Deepa had integrated this exercise into her QI project and after listening to The Obs Pod podcast I was strongly engaged in wanting to bring this to my Health Board. This part of my application didn’t come to fruition unfortunately. I wasn’t able to engage the Obstetricians remotely at the time and my sphere of influence as Dr Rachel Reed so eloquently puts it, was affected by being non clinical, and unable to directly liaise with colleagues and offer to organise the challenges. Unfortunately, we also had our passionate Consultant Midwife leave who I had hoped would be a strong ally. I continue to hope that my ex-colleagues will take up this project, as unfortunately I left the Health Board in September.
I regularly update the group chats with info, articles, etc and ensured all participants on FaceBook were aware of the Biomechanics for Birth group. I’ve had some great feedback about how much the course was enjoyed and how they are using or planning to use the course teachings. Course participants also tell me the group is highly informative.
So, there were challenges and the full project as it had been planned originally was altered.
I feel incredibly lucky and grateful for the award and the fact that it came at a time when I felt like my midwifery contribution was limited due to the covid 19 pandemic.
The award helped me feel like I was giving something to the women and birthing people of North Wales, and of course to my hardworking colleagues.
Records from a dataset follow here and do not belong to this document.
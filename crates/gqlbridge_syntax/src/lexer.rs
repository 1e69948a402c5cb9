//! Lexer for GraphQL source text.

use crate::token::{Token, TokenKind};
use gqlbridge_core::{Interner, Span, Text};

/// Why the lexer produced a [`TokenKind::Error`] token.
#[derive(Debug, Clone, PartialEq, Eq)]
pub enum LexError {
    UnexpectedCharacter(char),
    UnterminatedString,
    InvalidNumber(String),
}

impl std::fmt::Display for LexError {
    fn fmt(&self, f: &mut std::fmt::Formatter<'_>) -> std::fmt::Result {
        match self {
            Self::UnexpectedCharacter(c) if c.is_control() => {
                write!(f, "Invalid character: U+{:04X}.", *c as u32)
            }
            Self::UnexpectedCharacter(c) => write!(f, "Unexpected character: \"{c}\"."),
            Self::UnterminatedString => f.write_str("Unterminated string."),
            Self::InvalidNumber(reason) => write!(f, "Invalid number, {reason}."),
        }
    }
}

/// A lexer for GraphQL source code.
pub struct Lexer<'a> {
    source: &'a str,
    bytes: &'a [u8],
    pos: u32,
    interner: &'a Interner,
    error: Option<LexError>,
}

impl<'a> Lexer<'a> {
    /// Creates a new lexer.
    pub fn new(source: &'a str, interner: &'a Interner) -> Self {
        Self {
            source,
            bytes: source.as_bytes(),
            pos: 0,
            interner,
            error: None,
        }
    }

    /// Returns the current position.
    #[inline]
    pub fn pos(&self) -> u32 {
        self.pos
    }

    /// Takes the reason for the last error token.
    pub fn take_error(&mut self) -> Option<LexError> {
        self.error.take()
    }

    #[inline]
    fn peek(&self) -> Option<u8> {
        self.bytes.get(self.pos as usize).copied()
    }

    #[inline]
    fn peek_at(&self, offset: u32) -> Option<u8> {
        self.bytes.get((self.pos + offset) as usize).copied()
    }

    #[inline]
    fn advance(&mut self) {
        self.pos += 1;
    }

    #[inline]
    fn advance_by(&mut self, n: u32) {
        self.pos += n;
    }

    fn fail(&mut self, error: LexError) -> TokenKind {
        self.error = Some(error);
        TokenKind::Error
    }

    /// Scans the next token.
    pub fn next_token(&mut self) -> Token {
        self.skip_ignored();

        let start = self.pos;

        let Some(c) = self.peek() else {
            return Token::new(TokenKind::Eof, Span::empty(start));
        };

        let kind = match c {
            b'!' => self.punct(TokenKind::Bang),
            b'$' => self.punct(TokenKind::Dollar),
            b'&' => self.punct(TokenKind::Amp),
            b'(' => self.punct(TokenKind::LParen),
            b')' => self.punct(TokenKind::RParen),
            b':' => self.punct(TokenKind::Colon),
            b'=' => self.punct(TokenKind::Eq),
            b'@' => self.punct(TokenKind::At),
            b'[' => self.punct(TokenKind::LBracket),
            b']' => self.punct(TokenKind::RBracket),
            b'{' => self.punct(TokenKind::LBrace),
            b'|' => self.punct(TokenKind::Pipe),
            b'}' => self.punct(TokenKind::RBrace),
            b'.' if self.peek_at(1) == Some(b'.') && self.peek_at(2) == Some(b'.') => {
                self.advance_by(3);
                TokenKind::Spread
            }
            b'"' => self.scan_string(),
            b'-' | b'0'..=b'9' => self.scan_number(),
            b'a'..=b'z' | b'A'..=b'Z' | b'_' => self.scan_identifier(),
            _ => {
                let ch = self.source[self.pos as usize..]
                    .chars()
                    .next()
                    .unwrap_or(char::REPLACEMENT_CHARACTER);
                self.advance_by(ch.len_utf8() as u32);
                self.fail(LexError::UnexpectedCharacter(ch))
            }
        };

        Token::new(kind, Span::new(start, self.pos))
    }

    #[inline]
    fn punct(&mut self, kind: TokenKind) -> TokenKind {
        self.advance();
        kind
    }

    /// Skips whitespace, line terminators, commas, comments and the BOM.
    fn skip_ignored(&mut self) {
        loop {
            match self.peek() {
                Some(b' ' | b'\t' | b'\r' | b'\n' | b',') => self.advance(),
                Some(b'#') => {
                    let rest = &self.bytes[self.pos as usize..];
                    let len = memchr::memchr2(b'\n', b'\r', rest).unwrap_or(rest.len());
                    self.advance_by(len as u32);
                }
                Some(0xEF) if self.peek_at(1) == Some(0xBB) && self.peek_at(2) == Some(0xBF) => {
                    self.advance_by(3);
                }
                _ => break,
            }
        }
    }

    /// Scans an identifier or keyword.
    fn scan_identifier(&mut self) -> TokenKind {
        let start = self.pos as usize;
        while self
            .peek()
            .is_some_and(|c| c.is_ascii_alphanumeric() || c == b'_')
        {
            self.advance();
        }
        TokenKind::from_keyword(&self.source[start..self.pos as usize]).unwrap_or(TokenKind::Ident)
    }

    fn skip_digits(&mut self) -> usize {
        let start = self.pos;
        while self.peek().is_some_and(|c| c.is_ascii_digit()) {
            self.advance();
        }
        (self.pos - start) as usize
    }

    /// Scans an int or float literal.
    fn scan_number(&mut self) -> TokenKind {
        let mut is_float = false;

        if self.peek() == Some(b'-') {
            self.advance();
        }

        if self.peek() == Some(b'0') {
            self.advance();
            if let Some(c @ b'0'..=b'9') = self.peek() {
                return self.fail(LexError::InvalidNumber(format!(
                    "unexpected digit after 0: \"{}\"",
                    c as char
                )));
            }
        } else if self.skip_digits() == 0 {
            return self.number_error();
        }

        if self.peek() == Some(b'.') {
            is_float = true;
            self.advance();
            if self.skip_digits() == 0 {
                return self.number_error();
            }
        }

        if let Some(b'e' | b'E') = self.peek() {
            is_float = true;
            self.advance();
            if let Some(b'+' | b'-') = self.peek() {
                self.advance();
            }
            if self.skip_digits() == 0 {
                return self.number_error();
            }
        }

        // A number may not run straight into a name or a dot.
        if let Some(c) = self.peek() {
            if c == b'.' || c == b'_' || c.is_ascii_alphabetic() {
                return self.fail(LexError::InvalidNumber(format!(
                    "expected digit but got: \"{}\"",
                    c as char
                )));
            }
        }

        if is_float {
            TokenKind::FloatLiteral
        } else {
            TokenKind::IntLiteral
        }
    }

    fn number_error(&mut self) -> TokenKind {
        let found = match self.peek() {
            Some(c) => format!("\"{}\"", c as char),
            None => "<EOF>".to_string(),
        };
        self.fail(LexError::InvalidNumber(format!(
            "expected digit but got: {found}"
        )))
    }

    /// Scans a string literal.
    fn scan_string(&mut self) -> TokenKind {
        if self.peek_at(1) == Some(b'"') && self.peek_at(2) == Some(b'"') {
            self.advance_by(3);
            return self.scan_block_string();
        }

        self.advance();
        loop {
            match self.peek() {
                None | Some(b'\n' | b'\r') => return self.fail(LexError::UnterminatedString),
                Some(b'"') => {
                    self.advance();
                    return TokenKind::StringLiteral;
                }
                Some(b'\\') if self.peek_at(1).is_some() => self.advance_by(2),
                _ => self.advance(),
            }
        }
    }

    /// Scans the rest of a block string after the opening `"""`.
    fn scan_block_string(&mut self) -> TokenKind {
        loop {
            match self.peek() {
                None => return self.fail(LexError::UnterminatedString),
                Some(b'"') if self.peek_at(1) == Some(b'"') && self.peek_at(2) == Some(b'"') => {
                    self.advance_by(3);
                    return TokenKind::BlockStringLiteral;
                }
                Some(b'\\')
                    if self.peek_at(1) == Some(b'"')
                        && self.peek_at(2) == Some(b'"')
                        && self.peek_at(3) == Some(b'"') =>
                {
                    self.advance_by(4);
                }
                _ => self.advance(),
            }
        }
    }

    /// Interns the text at the given span.
    pub fn intern_span(&self, span: Span) -> Text {
        self.interner.intern(self.span_text(span))
    }

    /// Gets the text at the given span.
    pub fn span_text(&self, span: Span) -> &'a str {
        &self.source[span.start as usize..span.end as usize]
    }
}

/// Tokenizes the entire source.
pub fn tokenize(source: &str, interner: &Interner) -> Vec<Token> {
    let mut lexer = Lexer::new(source, interner);
    let mut tokens = Vec::new();

    loop {
        let token = lexer.next_token();
        let is_eof = token.is_eof();
        tokens.push(token);
        if is_eof {
            break;
        }
    }

    tokens
}

/// An escape sequence in a quoted string that is not valid GraphQL.
#[derive(Debug, Clone, PartialEq, Eq)]
pub enum EscapeError {
    /// Unknown `\x` escape, or a trailing backslash.
    Character(String),
    /// Malformed `\u` escape, or one that names no Unicode scalar value.
    Unicode(String),
}

impl std::fmt::Display for EscapeError {
    fn fmt(&self, f: &mut std::fmt::Formatter<'_>) -> std::fmt::Result {
        match self {
            Self::Character(sequence) => {
                write!(f, "Invalid character escape sequence: \"{sequence}\".")
            }
            Self::Unicode(sequence) => {
                write!(f, "Invalid Unicode escape sequence: \"{sequence}\".")
            }
        }
    }
}

/// Decodes the escape sequences of a quoted string body.
///
/// `\uXXXX` takes exactly four hex digits and a surrogate pair written
/// as two such escapes decodes to one character. `\u{...}` takes any
/// number of hex digits.
///
/// # Errors
///
/// Returns the offending sequence when an escape is not valid GraphQL.
pub fn unescape(raw: &str) -> Result<String, EscapeError> {
    let mut out = String::with_capacity(raw.len());
    let mut rest = raw;
    while let Some(backslash) = memchr::memchr(b'\\', rest.as_bytes()) {
        out.push_str(&rest[..backslash]);
        let mut chars = rest[backslash + 1..].chars();
        let escaped = chars
            .next()
            .ok_or_else(|| EscapeError::Character("\\".to_string()))?;
        rest = chars.as_str();
        let decoded = match escaped {
            '"' => '"',
            '\\' => '\\',
            '/' => '/',
            'b' => '\u{0008}',
            'f' => '\u{000C}',
            'n' => '\n',
            'r' => '\r',
            't' => '\t',
            'u' => {
                let (decoded, len) = unicode_escape(rest)?;
                rest = &rest[len..];
                decoded
            }
            other => return Err(EscapeError::Character(format!("\\{other}"))),
        };
        out.push(decoded);
    }
    out.push_str(rest);
    Ok(out)
}

/// Decodes what follows `\u`, returning the character and the number of
/// bytes it spans.
fn unicode_escape(rest: &str) -> Result<(char, usize), EscapeError> {
    if let Some(braced) = rest.strip_prefix('{') {
        let digits = braced.bytes().take_while(u8::is_ascii_hexdigit).count();
        let closed = braced[digits..].starts_with('}');
        let invalid = || {
            let close = if closed { "}" } else { "" };
            EscapeError::Unicode(format!("\\u{{{}{close}", &braced[..digits]))
        };
        if digits == 0 || !closed {
            return Err(invalid());
        }
        let code = u32::from_str_radix(&braced[..digits], 16).map_err(|_| invalid())?;
        let decoded = char::from_u32(code).ok_or_else(invalid)?;
        return Ok((decoded, digits + 2));
    }

    let invalid = || EscapeError::Unicode(format!("\\u{}", rest.chars().take(4).collect::<String>()));
    let lead = hex4(rest).ok_or_else(invalid)?;
    if let Some(decoded) = char::from_u32(lead) {
        return Ok((decoded, 4));
    }
    if (0xD800..0xDC00).contains(&lead) {
        let trail = rest[4..].strip_prefix("\\u").and_then(hex4);
        if let Some(trail @ 0xDC00..=0xDFFF) = trail {
            let code = 0x10000 + ((lead - 0xD800) << 10) + (trail - 0xDC00);
            if let Some(decoded) = char::from_u32(code) {
                return Ok((decoded, 10));
            }
        }
    }
    Err(invalid())
}

/// Reads exactly four ASCII hex digits.
fn hex4(text: &str) -> Option<u32> {
    let digits = text.get(..4)?;
    if !digits.bytes().all(|b| b.is_ascii_hexdigit()) {
        return None;
    }
    u32::from_str_radix(digits, 16).ok()
}

/// Computes the value of a block string body: common indentation is
/// removed and blank leading/trailing lines are dropped.
#[must_use]
pub fn block_string_value(raw: &str) -> String {
    let raw = raw.replace("\\\"\"\"", "\"\"\"");
    let lines: Vec<&str> = raw.split("\r\n").flat_map(|l| l.split(['\n', '\r'])).collect();

    let indent_of = |line: &str| line.len() - line.trim_start_matches([' ', '\t']).len();
    let common = lines
        .iter()
        .skip(1)
        .filter(|line| line.len() > indent_of(line))
        .map(|line| indent_of(line))
        .min()
        .unwrap_or(0);

    let mut out: Vec<&str> = lines
        .iter()
        .enumerate()
        .map(|(i, line)| {
            if i == 0 || line.len() < common {
                *line
            } else {
                &line[common..]
            }
        })
        .collect();

    let is_blank = |line: &&str| line.trim_matches([' ', '\t']).is_empty();
    while out.first().is_some_and(is_blank) {
        out.remove(0);
    }
    while out.last().is_some_and(is_blank) {
        out.pop();
    }
    out.join("\n")
}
When I met with the Head of Midwifery for the first time, she agreed to fully support the project and was supportive of my plan on how to allocate the spaces on the course. My intention was to allocate places to the AMU leads and deputies at the 3 sites and to labour ward coordinators; I wanted to ensure that those midwives already in a position of leadership could take the teaching forward to colleagues. The rest were randomly allocated to those who applied via their matron, split equally between sites and hospital and community teams, as I wanted equity and for the reach of the training to be as far as possible.
The HoM offered immediately to contribute to the award total and this gave us an incredible 54 paid for places, with my original aim being 32-36. This was quite impactful at approximately 14% of the health board’s Midwives (2017 number). She also agreed to paid study time; I was over the moon. I continued to liaise with my colleagues and Molly and Tim to ensure that in total over 50 staff were taught.
I am so grateful for the opportunity that the Iolanthe award gave me and my colleagues with the aim of improving care for the pregnant women and birthing people of North Wales. The pandemic has brought many struggles for the birthing community, the logistics for women with changing services and for the staff adapting to new working conditions. I am very glad that this funding ensured that midwives were able to study a subject so important to the fundamentals of midwifery and take that care back to the women and birthing people.
I hope to collaborate with local doulas who are working with women in our community, see how this innate wisdom about birth is being shared by other birth workers. I wish to spread the knowledge and return to attend the advanced course with Molly in the future. Thank you so much to all involved for this opportunity that widened my learning so significantly and gave such possibility for change in the North Wales midwifery service.